A particularly tense situation arose in the proceedings when the original sexual abuser gave
evidence under sub poena in the Court. There he acknowledged the sexual offences he had
committed against the accused as a seven year old boy, now some 15 years before, and
mentioned some as having occurred in the boy's own home while the parents were out that
had not previously been disclosed. He agreed with defence counsel that a) his appearance was
similar to that of the deceased, b) the physical circumstances in which the original abuse and
the recent killing took place were similar, c) his sexual approach was similar to that reported
of the deceased, and d) he had used threats and intimidation to prevent the accused as a seven
year old boy from telling his parents what was going on. He said that recently he had pleaded
guilty to representative charges against the boy, and was awaiting sentence in another Court
for what he had done - (later he was given two and a half years imprisonment).

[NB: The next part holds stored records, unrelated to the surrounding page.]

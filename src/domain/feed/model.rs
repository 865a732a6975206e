use crate::domain::content::{ContentItem, ContentType};
use chrono::Duration;
use serde::{Deserialize, Serialize};
use std::str::FromStr;

pub const MAX_PAGE_SIZE: u32 = 100;

#[derive(Debug, Clone, Copy, PartialEq, Eq, Default, Serialize, Deserialize)]
#[serde(rename_all = "lowercase")]
pub enum DateRange {
    Today,
    Week,
    Month,
    #[default]
    All,
}

impl DateRange {
    /// Oldest age an item may have to pass the filter; `None` is unbounded
    pub fn max_age(&self) -> Option<Duration> {
        match self {
            DateRange::Today => Some(Duration::days(1)),
            DateRange::Week => Some(Duration::days(7)),
            DateRange::Month => Some(Duration::days(30)),
            DateRange::All => None,
        }
    }
}

impl FromStr for DateRange {
    type Err = String;

    fn from_str(s: &str) -> Result<Self, Self::Err> {
        match s.trim().to_lowercase().as_str() {
            "today" => Ok(DateRange::Today),
            "week" => Ok(DateRange::Week),
            "month" => Ok(DateRange::Month),
            "all" => Ok(DateRange::All),
            other => Err(format!("Unknown date range: {}", other)),
        }
    }
}

/// Filters picked explicitly by the user for the current view
#[derive(Debug, Clone, Default, PartialEq)]
pub struct ActiveFilters {
    /// Literal `ContentItem::category` values; empty means no filter
    pub categories: Vec<String>,
    pub types: Vec<ContentType>,
    pub date_range: DateRange,
}

#[derive(Debug, Clone, PartialEq)]
pub struct FeedRequest {
    pub page: u32,
    pub page_size: Option<u32>,
    pub filters: ActiveFilters,
}

impl Default for FeedRequest {
    fn default() -> Self {
        Self {
            page: 1,
            page_size: None,
            filters: ActiveFilters::default(),
        }
    }
}

impl FeedRequest {
    pub fn effective_page(&self) -> u32 {
        self.page.max(1)
    }

    pub fn effective_page_size(&self, default: u32) -> u32 {
        self.page_size.unwrap_or(default).clamp(1, MAX_PAGE_SIZE)
    }
}

/// Response for GET /api/feed
#[derive(Debug, Clone, Serialize, Deserialize)]
pub struct FeedPage {
    pub items: Vec<ContentItem>,
    pub page: u32,
    pub page_size: u32,
    /// Upstream APIs are paged without a total, so another page is always offered
    pub has_more: bool,
    /// True when the items came from the built-in catalog instead of live sources
    pub fallback: bool,
}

For its part the Crown accepted the evidence of the abuser, but in cross-examination
challenged keenly much of that from the expert witnesses for the defence, without presenting
expert evidence of its own by way of rebuttal.

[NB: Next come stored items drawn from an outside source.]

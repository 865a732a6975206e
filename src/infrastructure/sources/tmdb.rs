use super::fetch_json;
use crate::domain::content::{
    ContentDetails, ContentItem, ContentSource, SearchQuery, SourceError, SourceQuery,
};
use crate::infrastructure::config::is_api_key_configured;
use async_trait::async_trait;
use chrono::{DateTime, Datelike, NaiveDate, Utc};
use serde::Deserialize;

const NAME: &str = "tmdb";
const IMAGE_BASE_URL: &str = "https://image.tmdb.org/t/p/w500";
const MOVIE_PAGE_URL: &str = "https://www.themoviedb.org/movie";

/// Body of both /movie/popular and /search/movie
#[derive(Debug, Deserialize)]
struct MoviesResponse {
    #[serde(default)]
    results: Vec<Movie>,
}

#[derive(Debug, Default, Deserialize)]
pub struct Movie {
    pub id: i64,
    pub title: Option<String>,
    pub name: Option<String>,
    pub overview: Option<String>,
    pub poster_path: Option<String>,
    pub release_date: Option<String>,
    pub first_air_date: Option<String>,
    pub vote_average: Option<f64>,
    #[serde(default)]
    pub genre_ids: Vec<i64>,
}

/// TMDB popular movies and movie search
pub struct TmdbSource {
    client: reqwest::Client,
    base_url: String,
    api_key: String,
}

impl TmdbSource {
    pub fn new(client: reqwest::Client, base_url: &str, api_key: &str) -> Self {
        Self {
            client,
            base_url: base_url.trim_end_matches('/').to_string(),
            api_key: api_key.trim().to_string(),
        }
    }
}

fn release_instant(movie: &Movie) -> Option<DateTime<Utc>> {
    movie
        .release_date
        .as_deref()
        .or(movie.first_air_date.as_deref())
        .and_then(|date| NaiveDate::parse_from_str(date, "%Y-%m-%d").ok())
        .and_then(|date| date.and_hms_opt(0, 0, 0))
        .map(|date| date.and_utc())
}

pub fn transform_movie(movie: Movie, now: DateTime<Utc>) -> ContentItem {
    let published_at = release_instant(&movie).unwrap_or(now);
    let genre = Some(
        movie
            .genre_ids
            .iter()
            .map(|id| id.to_string())
            .collect::<Vec<_>>()
            .join(", "),
    )
    .filter(|g| !g.is_empty());

    let title = movie
        .title
        .or(movie.name)
        .unwrap_or_else(|| "No title".to_string());

    let mut item = ContentItem::new(
        format!("rec-{}", movie.id),
        title,
        "entertainment",
        published_at,
        ContentDetails::Recommendation {
            rating: movie.vote_average,
            genre,
            year: Some(published_at.year()),
        },
    )
    .with_description(movie.overview.unwrap_or_default())
    .with_source("TMDB")
    .with_url(format!("{}/{}", MOVIE_PAGE_URL, movie.id));
    item.image_url = movie
        .poster_path
        .map(|path| format!("{}{}", IMAGE_BASE_URL, path));
    item
}

#[async_trait]
impl ContentSource for TmdbSource {
    fn name(&self) -> &'static str {
        NAME
    }

    fn is_configured(&self) -> bool {
        is_api_key_configured(&self.api_key)
    }

    async fn fetch(&self, query: &SourceQuery) -> Result<Vec<ContentItem>, SourceError> {
        if !self.is_configured() {
            return Err(SourceError::NotConfigured(NAME));
        }

        let request = self
            .client
            .get(format!("{}/movie/popular", self.base_url))
            .bearer_auth(&self.api_key)
            .query(&[("page", query.page)]);

        let response: MoviesResponse = fetch_json(NAME, request).await?;

        tracing::debug!(count = response.results.len(), "Fetched TMDB popular movies");

        Ok(response
            .results
            .into_iter()
            .map(|movie| transform_movie(movie, query.now))
            .collect())
    }

    async fn search(&self, query: &SearchQuery) -> Result<Vec<ContentItem>, SourceError> {
        if !self.is_configured() {
            return Err(SourceError::NotConfigured(NAME));
        }

        let request = self
            .client
            .get(format!("{}/search/movie", self.base_url))
            .bearer_auth(&self.api_key)
            .query(&[("query", query.text.clone()), ("page", query.page.to_string())]);

        let response: MoviesResponse = fetch_json(NAME, request).await?;

        tracing::debug!(count = response.results.len(), "Searched TMDB movies");

        Ok(response
            .results
            .into_iter()
            .map(|movie| transform_movie(movie, query.now))
            .collect())
    }
}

In the event the Jury found the accused not guilty of murder but guilty of manslaughter, and
the Judge imposed a sentence of five years imprisonment. Now the case is to return to the
Court of Appeal for a ruling as to whether at the time of the killing, the accused could be
considered in law even to be responsible for the acts which led to the death, while suffering
a loss of control under a flashback as found by the Jury.
Whatever that particular outcome might be, immediate questions arose as to the immediate
help the accused might have to ensure that he retains open to his once buried memory and
its unfortunate sequalae. Were he not to be able to do this he might develop a chronic
disorder of extreme stress not otherwise specified (DESNOS) (Herman, 1993b). Already there
are positive indications of his move towards recovery that stemmed from the courtroom
confrontation with his earlier abuser - an individualized and 'titrated' treatment situation if
ever there was one that would otherwise have taken many patient therapeutic hours of
imagery to construct and monitor (cf. Courtois 1996). Yet it has to be said that the outcome
for the treatment of posttraumatic reactions is far from encouraging, and that he alternative
of simply leaving the traumatic memory alone and giving the person support for making 'here
and now' adaptations has its advocates (McFarlane & Yehuda, 1996).
Obviousy there is much here for potential abusers, parents, teachers, police, lawyers, clinical
experts in psychiatry and psychology, researchers in behavioural science, the community at
large, as well as antagonists on the topic of buried memories, to consider. May their
interactions be more productive and beneficial in the future than in the past.